▸ Instructions to follow
Word for word, restate the lines from the start of the data below through the line containing "let args = Args::parse();".

▸ Supplied data
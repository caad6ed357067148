use std::sync::Arc;

use clap::Parser;
use precis_core::{GeminiClient, PgSummaryStore, PrecisConfig, PromptTemplate, SummaryStore};
use tokio::sync::broadcast;
use tracing_subscriber::{fmt, EnvFilter};

use precis_server::SummarizationService;

#[derive(Parser, Debug)]
#[command(author, version, about, long_about = None)]
struct Args {
    #[arg(short, long, default_value = "precis.toml")]
    config: String,

    /// Check database connectivity and credential presence, then exit
    #[arg(long)]
    health: bool,
}

#[tokio::main]
async fn main() -> anyhow::Result<()> {
    // Load .env file if present (dev convenience — production uses real env vars)
    dotenvy::dotenv().ok();

    let args = Args::parse();

    let config = match PrecisConfig::load(&args.config) {
        Ok(c) => c,
        Err(e) => {
            eprintln!("Failed to load config from {}: {}", args.config, e);
            std::process::exit(1);
        }
    };

    let filter = EnvFilter::try_from_default_env()
        .or_else(|_| EnvFilter::try_new(&config.server.log_level))
        .unwrap_or_else(|_| EnvFilter::new("info"));
    fmt().with_env_filter(filter).init();

    // One connection attempt; degraded mode on failure
    let store = PgSummaryStore::connect(&config.database).await;

    if args.health {
        return health_report(&config, &store).await;
    }

    let generator = GeminiClient::new(&config.gemini)?;
    if config.api_key().is_none() {
        tracing::warn!("GEMINI_API_KEY is not set - summarize requests will fail until it is configured");
    }

    let service = SummarizationService::new(
        Arc::new(generator),
        Arc::new(store),
        PromptTemplate::new(config.prompt.template.clone()),
    );

    let (tx, _rx) = broadcast::channel(1);
    let shutdown_tx = tx.clone();

    tokio::spawn(async move {
        if tokio::signal::ctrl_c().await.is_ok() {
            tracing::info!("Shutdown signal received");
        }
        let _ = shutdown_tx.send(());
    });

    precis_server::http::start_http_server(service, &config.server, tx.subscribe()).await
}

async fn health_report(config: &PrecisConfig, store: &PgSummaryStore) -> anyhow::Result<()> {
    match store.pool() {
        Some(pool) => match precis_core::db::health_check(pool).await {
            Ok(v) => println!("✅ PostgreSQL connected: {}", v),
            Err(e) => {
                println!("❌ PostgreSQL health check failed: {}", e);
                std::process::exit(1);
            }
        },
        None if config.database.url.is_some() => {
            println!("❌ PostgreSQL connection failed");
            std::process::exit(1);
        }
        None => println!("⚠️  No database configured - summaries will not be saved"),
    }

    if config.api_key().is_some() {
        println!("✅ Gemini API key configured (model: {})", config.gemini.model);
    } else {
        println!("⚠️  Gemini API key not configured");
    }

    if store.is_available() {
        println!("✅ Stored summaries: {}", store.count().await?);
    }

    println!("✅ Precis health check passed");
    Ok(())
}
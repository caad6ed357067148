#![allow(dead_code)]

use std::sync::atomic::{AtomicUsize, Ordering};
use std::sync::{Arc, Mutex};
use std::time::Duration;

use async_trait::async_trait;
use precis_core::{
    GenerateContentResponse, GenerationError, NewSummary, PersistenceError, SaveOutcome,
    SummaryRecord, SummaryStore, TextGenerator,
};

#[derive(Clone, Debug)]
pub enum MockReply {
    Text(String),
    NoCandidates,
    ApiError { status: u16, message: Option<String> },
    Timeout,
}

/// Records every prompt it receives and answers with a canned reply.
#[derive(Clone)]
pub struct MockGenerator {
    pub configured: bool,
    pub reply: MockReply,
    pub prompts: Arc<Mutex<Vec<String>>>,
}

impl MockGenerator {
    pub fn replying(text: &str) -> Self {
        Self {
            configured: true,
            reply: MockReply::Text(text.to_string()),
            prompts: Arc::new(Mutex::new(Vec::new())),
        }
    }

    pub fn unconfigured() -> Self {
        Self {
            configured: false,
            ..Self::replying("unused")
        }
    }

    pub fn with_reply(reply: MockReply) -> Self {
        Self {
            reply,
            ..Self::replying("unused")
        }
    }

    pub fn call_count(&self) -> usize {
        self.prompts.lock().unwrap().len()
    }

    pub fn prompts(&self) -> Vec<String> {
        self.prompts.lock().unwrap().clone()
    }
}

#[async_trait]
impl TextGenerator for MockGenerator {
    fn is_configured(&self) -> bool {
        self.configured
    }

    async fn generate(&self, prompt: &str) -> Result<GenerateContentResponse, GenerationError> {
        self.prompts.lock().unwrap().push(prompt.to_string());
        match &self.reply {
            MockReply::Text(text) => Ok(GenerateContentResponse::from_text(text.clone())),
            MockReply::NoCandidates => Ok(GenerateContentResponse::default()),
            MockReply::ApiError { status, message } => Err(GenerationError::Api {
                status: *status,
                message: message.clone(),
            }),
            MockReply::Timeout => Err(GenerationError::Timeout {
                timeout: Duration::from_secs(30),
            }),
        }
    }

    fn name(&self) -> &str {
        "mock"
    }
}

/// In-memory store that can be switched off or made to fail.
#[derive(Clone)]
pub struct MockStore {
    pub available: bool,
    pub fail_with: Option<String>,
    pub saved: Arc<Mutex<Vec<SummaryRecord>>>,
    pub attempts: Arc<AtomicUsize>,
}

impl Default for MockStore {
    fn default() -> Self {
        Self {
            available: true,
            fail_with: None,
            saved: Arc::new(Mutex::new(Vec::new())),
            attempts: Arc::new(AtomicUsize::new(0)),
        }
    }
}

impl MockStore {
    pub fn unavailable() -> Self {
        Self {
            available: false,
            ..Default::default()
        }
    }

    pub fn failing(msg: &str) -> Self {
        Self {
            fail_with: Some(msg.to_string()),
            ..Default::default()
        }
    }

    pub fn attempts(&self) -> usize {
        self.attempts.load(Ordering::SeqCst)
    }

    pub fn saved(&self) -> Vec<SummaryRecord> {
        self.saved.lock().unwrap().clone()
    }
}

#[async_trait]
impl SummaryStore for MockStore {
    fn is_available(&self) -> bool {
        self.available
    }

    async fn save(&self, record: NewSummary) -> Result<SaveOutcome, PersistenceError> {
        self.attempts.fetch_add(1, Ordering::SeqCst);
        if !self.available {
            return Ok(SaveOutcome::Skipped);
        }
        if let Some(ref msg) = self.fail_with {
            return Err(PersistenceError::Write(sqlx::Error::Protocol(msg.clone())));
        }
        let saved = SummaryRecord {
            id: uuid::Uuid::new_v4(),
            input_text: record.input_text,
            summary_text: record.summary_text,
            created_at: chrono::Utc::now(),
        };
        self.saved.lock().unwrap().push(saved.clone());
        Ok(SaveOutcome::Saved(saved))
    }

    async fn recent(&self, limit: i64) -> Result<Vec<SummaryRecord>, PersistenceError> {
        if !self.available {
            return Ok(Vec::new());
        }
        Ok(self
            .saved
            .lock()
            .unwrap()
            .iter()
            .rev()
            .take(limit.max(0) as usize)
            .cloned()
            .collect())
    }

    fn name(&self) -> &str {
        "mock"
    }
}
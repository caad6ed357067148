use std::time::Duration;

use crate::config::DatabaseConfig;
use crate::error::PrecisError;
use sqlx::{migrate::Migrator, postgres::PgPoolOptions, PgPool};

static MIGRATOR: Migrator = sqlx::migrate!("./migrations");

pub async fn create_pool(url: &str, config: &DatabaseConfig) -> Result<PgPool, sqlx::Error> {
    PgPoolOptions::new()
        .max_connections(config.max_connections)
        .acquire_timeout(Duration::from_secs(config.connect_timeout_seconds))
        .connect(url)
        .await
}

/// Connect and bring the schema up to date.
pub async fn connect_and_migrate(url: &str, config: &DatabaseConfig) -> Result<PgPool, PrecisError> {
    let pool = create_pool(url, config).await?;
    MIGRATOR.run(&pool).await?;
    Ok(pool)
}

pub async fn health_check(pool: &PgPool) -> Result<String, sqlx::Error> {
    let row: (String,) = sqlx::query_as("SELECT version()").fetch_one(pool).await?;
    Ok(row.0)
}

▸ Exercise solution
repository caad6ed357067148
use std::sync::Arc;

use clap::Parser;
use precis_core::{GeminiClient, PgSummaryStore, PrecisConfig, PromptTemplate, SummaryStore};
use tokio::sync::broadcast;
use tracing_subscriber::{fmt, EnvFilter};

use precis_server::SummarizationService;

#[derive(Parser, Debug)]
#[command(author, version, about, long_about = None)]
struct Args {
    #[arg(short, long, default_value = "precis.toml")]
    config: String,

    /// Check database connectivity and credential presence, then exit
    #[arg(long)]
    health: bool,
}

#[tokio::main]
async fn main() -> anyhow::Result<()> {
    // Load .env file if present (dev convenience — production uses real env vars)
    dotenvy::dotenv().ok();

    let args = Args::parse();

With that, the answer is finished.